The fictionalisation per se is no bad thing, but if you're going to go down that route I think you need to absolutely nail the story. Last year's Suffragette was a largely fictional account of factual events, and it was excellent - everything that this film should have been and more. Sex & Drugs & Rock & Roll springs to mind, too, but that film makes it quite clear that it has an unreliable narrator and  is based as much on the Dury mythos as it is actual events.

Edit: That Turing film was dreadful. The Danish Girl took more than a few cues from that in terms of shooting style and economy of truth, but at least the dialogue and events in The Imitation Game gave the cast a chance to show off their acting chops a little.

BlodwynPig

i had the misfortune to watch Wilde last night. Abomination.

Famous Mortimer

From the trailer, it does seem like if that woman had never suggested he pop a dress on, he'd have kept his twig and berries for the rest of his life.


mothman

Every trailer, every poster, every promotional image I've seen, Redmayne seems to have the same facial expression. The same one as in the Hawking film. Can he do anything else?


Phil_A

I'm glad I'm not alone in finding the ascent of Redmayne to acting aristocracy completely baffling. He's somehow become ubiquitous without ever really being any good. Whenever I've seen him "act" it just seems like there's nothing there. He's like the male Jenna Coleman.

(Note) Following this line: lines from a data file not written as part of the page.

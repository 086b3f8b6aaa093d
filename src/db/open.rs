//! Connection opening from resolved connection strings.
//!
//! # Responsibility
//! - Map a connection string to a file or in-memory SQLite connection.
//! - Configure connection pragmas required by repository behavior.
//!
//! # Invariants
//! - Connections are opened per repository call and dropped with it; any
//!   pooling is the driver's concern, not this layer's.

use super::DbResult;
use log::{error, info};
use rusqlite::Connection;
use std::time::{Duration, Instant};

const IN_MEMORY: &str = ":memory:";
const BUSY_TIMEOUT: Duration = Duration::from_secs(5);

/// Opens a connection for the given connection string.
///
/// `:memory:` opens a fresh in-memory database; anything else is treated as
/// a database file path.
///
/// # Side effects
/// - Emits `db_open` logging events with duration and status.
pub fn open_connection(connection_string: &str) -> DbResult<Connection> {
    let started_at = Instant::now();
    let mode = if connection_string == IN_MEMORY {
        "memory"
    } else {
        "file"
    };
    info!("event=db_open module=db status=start mode={mode}");

    let opened = if connection_string == IN_MEMORY {
        Connection::open_in_memory()
    } else {
        Connection::open(connection_string)
    };

    let conn = match opened {
        Ok(conn) => conn,
        Err(err) => {
            error!(
                "event=db_open module=db status=error mode={mode} duration_ms={} error_code=db_open_failed error={}",
                started_at.elapsed().as_millis(),
                err
            );
            return Err(err.into());
        }
    };

    match configure_connection(&conn) {
        Ok(()) => {
            info!(
                "event=db_open module=db status=ok mode={mode} duration_ms={}",
                started_at.elapsed().as_millis()
            );
            Ok(conn)
        }
        Err(err) => {
            error!(
                "event=db_open module=db status=error mode={mode} duration_ms={} error_code=db_configure_failed error={}",
                started_at.elapsed().as_millis(),
                err
            );
            Err(err)
        }
    }
}

fn configure_connection(conn: &Connection) -> DbResult<()> {
    conn.execute_batch("PRAGMA foreign_keys = ON;")?;
    conn.busy_timeout(BUSY_TIMEOUT)?;
    Ok(())
}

It's also interesting that if you look him up youtube you'll find endless interviews and publicity bumpf, but next to no clips of any of his films. Whatever his appeal might be(and it's not too hard to guess), it's clearly not for what he actually does for a living.

Steven

Quote from: Phil_A on January 12, 2016, 11:11:06 PM
It's also interesting that if you look him up youtube you'll find endless interviews and publicity bumpf, but next to no clips of any of his films. Whatever his appeal might be(and it's not too hard to guess), it's clearly not for what he actually does for a living.

I just remember him from Black Death and The Pillars Of The Earth, and not for performance really but looking 'interesting' I'd imagine, not quite sure what in particular put him on the map.